*** Provided records ***

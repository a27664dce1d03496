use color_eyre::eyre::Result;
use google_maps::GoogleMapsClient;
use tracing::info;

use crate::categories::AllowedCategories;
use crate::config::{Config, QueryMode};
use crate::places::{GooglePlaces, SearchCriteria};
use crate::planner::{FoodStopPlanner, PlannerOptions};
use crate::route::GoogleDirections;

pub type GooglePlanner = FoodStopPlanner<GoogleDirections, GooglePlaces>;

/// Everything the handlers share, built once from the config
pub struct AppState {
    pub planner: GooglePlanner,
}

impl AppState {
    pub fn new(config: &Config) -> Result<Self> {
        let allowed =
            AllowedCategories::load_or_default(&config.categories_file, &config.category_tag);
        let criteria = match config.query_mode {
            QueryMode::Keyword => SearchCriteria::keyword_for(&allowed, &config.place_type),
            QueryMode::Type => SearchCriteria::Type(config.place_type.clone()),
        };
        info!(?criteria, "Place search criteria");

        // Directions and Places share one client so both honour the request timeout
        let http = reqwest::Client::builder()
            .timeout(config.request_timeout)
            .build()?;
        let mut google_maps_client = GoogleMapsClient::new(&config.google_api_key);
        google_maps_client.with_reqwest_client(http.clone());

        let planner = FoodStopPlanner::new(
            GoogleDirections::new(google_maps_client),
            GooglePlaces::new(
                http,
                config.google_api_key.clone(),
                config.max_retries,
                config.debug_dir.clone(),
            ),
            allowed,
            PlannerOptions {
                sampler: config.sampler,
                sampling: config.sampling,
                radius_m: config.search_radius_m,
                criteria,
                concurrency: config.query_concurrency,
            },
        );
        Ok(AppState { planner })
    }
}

*** End of Provided records ***
*** Provided records ***

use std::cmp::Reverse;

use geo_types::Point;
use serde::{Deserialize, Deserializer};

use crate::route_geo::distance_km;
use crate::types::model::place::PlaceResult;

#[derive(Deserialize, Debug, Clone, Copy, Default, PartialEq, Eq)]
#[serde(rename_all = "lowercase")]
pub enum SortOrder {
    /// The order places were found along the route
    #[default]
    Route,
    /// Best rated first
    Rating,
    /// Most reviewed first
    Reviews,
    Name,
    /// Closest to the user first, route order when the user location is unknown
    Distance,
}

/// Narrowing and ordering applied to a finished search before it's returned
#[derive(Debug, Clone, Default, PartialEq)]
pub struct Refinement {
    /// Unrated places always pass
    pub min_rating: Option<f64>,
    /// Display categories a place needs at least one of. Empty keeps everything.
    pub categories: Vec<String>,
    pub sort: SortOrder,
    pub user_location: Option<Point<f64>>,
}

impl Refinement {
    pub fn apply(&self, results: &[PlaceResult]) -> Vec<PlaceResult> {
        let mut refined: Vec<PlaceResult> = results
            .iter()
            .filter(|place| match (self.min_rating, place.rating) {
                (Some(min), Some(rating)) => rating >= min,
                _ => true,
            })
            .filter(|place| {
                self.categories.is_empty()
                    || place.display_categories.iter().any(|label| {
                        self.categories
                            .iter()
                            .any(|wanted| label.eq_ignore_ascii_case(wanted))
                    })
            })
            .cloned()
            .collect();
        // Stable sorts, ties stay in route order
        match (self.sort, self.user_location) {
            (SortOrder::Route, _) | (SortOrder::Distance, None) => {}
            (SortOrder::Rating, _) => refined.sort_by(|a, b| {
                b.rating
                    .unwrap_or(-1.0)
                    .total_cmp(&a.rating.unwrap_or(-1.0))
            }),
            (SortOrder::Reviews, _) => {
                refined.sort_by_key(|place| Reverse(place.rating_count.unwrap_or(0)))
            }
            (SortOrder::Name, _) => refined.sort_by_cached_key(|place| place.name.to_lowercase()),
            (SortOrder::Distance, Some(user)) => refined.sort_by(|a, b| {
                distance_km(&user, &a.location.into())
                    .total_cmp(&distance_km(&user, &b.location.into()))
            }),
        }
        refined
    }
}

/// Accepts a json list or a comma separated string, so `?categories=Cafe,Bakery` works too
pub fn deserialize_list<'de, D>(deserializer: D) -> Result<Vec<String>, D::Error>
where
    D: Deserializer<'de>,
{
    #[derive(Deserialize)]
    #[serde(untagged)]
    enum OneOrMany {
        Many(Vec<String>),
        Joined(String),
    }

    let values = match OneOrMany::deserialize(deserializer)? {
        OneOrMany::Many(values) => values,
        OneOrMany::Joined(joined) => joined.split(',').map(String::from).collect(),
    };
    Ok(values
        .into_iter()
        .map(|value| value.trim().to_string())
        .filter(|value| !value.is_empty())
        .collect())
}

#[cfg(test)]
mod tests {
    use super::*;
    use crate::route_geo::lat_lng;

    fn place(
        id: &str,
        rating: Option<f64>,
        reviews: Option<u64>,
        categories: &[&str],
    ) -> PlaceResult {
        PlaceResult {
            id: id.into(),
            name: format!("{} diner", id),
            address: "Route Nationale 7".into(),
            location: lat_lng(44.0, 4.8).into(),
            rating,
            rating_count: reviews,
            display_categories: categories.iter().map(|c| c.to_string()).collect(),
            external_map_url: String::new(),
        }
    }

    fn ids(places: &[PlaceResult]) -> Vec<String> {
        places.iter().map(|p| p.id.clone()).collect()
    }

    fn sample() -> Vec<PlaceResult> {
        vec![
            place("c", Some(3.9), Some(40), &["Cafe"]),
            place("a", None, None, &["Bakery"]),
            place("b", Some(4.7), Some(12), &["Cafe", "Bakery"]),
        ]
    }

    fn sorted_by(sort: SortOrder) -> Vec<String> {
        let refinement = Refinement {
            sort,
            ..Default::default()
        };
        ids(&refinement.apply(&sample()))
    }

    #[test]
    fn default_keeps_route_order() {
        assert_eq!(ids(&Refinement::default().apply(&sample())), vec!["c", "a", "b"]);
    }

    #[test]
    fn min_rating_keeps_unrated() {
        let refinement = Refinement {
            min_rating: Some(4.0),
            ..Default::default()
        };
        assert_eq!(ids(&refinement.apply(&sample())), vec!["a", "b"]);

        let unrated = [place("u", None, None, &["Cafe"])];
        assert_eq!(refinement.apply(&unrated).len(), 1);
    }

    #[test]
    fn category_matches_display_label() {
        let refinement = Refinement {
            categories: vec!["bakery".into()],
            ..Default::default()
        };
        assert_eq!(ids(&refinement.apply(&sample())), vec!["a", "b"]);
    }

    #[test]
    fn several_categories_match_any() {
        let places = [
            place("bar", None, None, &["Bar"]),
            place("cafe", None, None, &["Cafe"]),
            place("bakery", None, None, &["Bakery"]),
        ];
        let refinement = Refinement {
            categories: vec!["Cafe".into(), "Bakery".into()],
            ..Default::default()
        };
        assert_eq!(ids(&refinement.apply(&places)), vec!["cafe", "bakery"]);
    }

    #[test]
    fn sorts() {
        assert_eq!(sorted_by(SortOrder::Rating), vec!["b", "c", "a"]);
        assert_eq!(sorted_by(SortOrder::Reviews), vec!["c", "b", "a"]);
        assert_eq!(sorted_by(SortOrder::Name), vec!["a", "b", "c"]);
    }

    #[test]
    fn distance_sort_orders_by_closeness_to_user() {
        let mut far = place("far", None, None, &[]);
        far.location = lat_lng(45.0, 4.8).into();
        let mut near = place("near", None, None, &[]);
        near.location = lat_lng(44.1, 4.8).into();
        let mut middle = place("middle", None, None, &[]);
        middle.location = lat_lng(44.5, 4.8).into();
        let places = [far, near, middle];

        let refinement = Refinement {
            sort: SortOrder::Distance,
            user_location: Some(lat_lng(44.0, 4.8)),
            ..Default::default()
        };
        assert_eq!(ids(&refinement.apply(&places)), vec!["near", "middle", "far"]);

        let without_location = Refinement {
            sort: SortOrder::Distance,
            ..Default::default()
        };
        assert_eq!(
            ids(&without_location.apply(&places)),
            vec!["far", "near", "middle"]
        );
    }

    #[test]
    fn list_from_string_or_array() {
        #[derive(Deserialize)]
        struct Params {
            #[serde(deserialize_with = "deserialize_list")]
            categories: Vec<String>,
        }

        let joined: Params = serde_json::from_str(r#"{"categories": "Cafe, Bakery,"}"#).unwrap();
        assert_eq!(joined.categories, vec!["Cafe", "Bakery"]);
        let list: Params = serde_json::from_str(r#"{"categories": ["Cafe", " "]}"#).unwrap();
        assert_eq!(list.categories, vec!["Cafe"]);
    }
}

*** End of Provided records ***

Problem description -
Retype only this portion of the data above: the line containing "in route order", the line containing "(SortOrder::Reviews, _) =>", and all lines between them, exactly.

Answer to the problem -
        // Stable sorts, ties stay in route order
        match (self.sort, self.user_location) {
            (SortOrder::Route, _) | (SortOrder::Distance, None) => {}
            (SortOrder::Rating, _) => refined.sort_by(|a, b| {
                b.rating
                    .unwrap_or(-1.0)
                    .total_cmp(&a.rating.unwrap_or(-1.0))
            }),
            (SortOrder::Reviews, _) => {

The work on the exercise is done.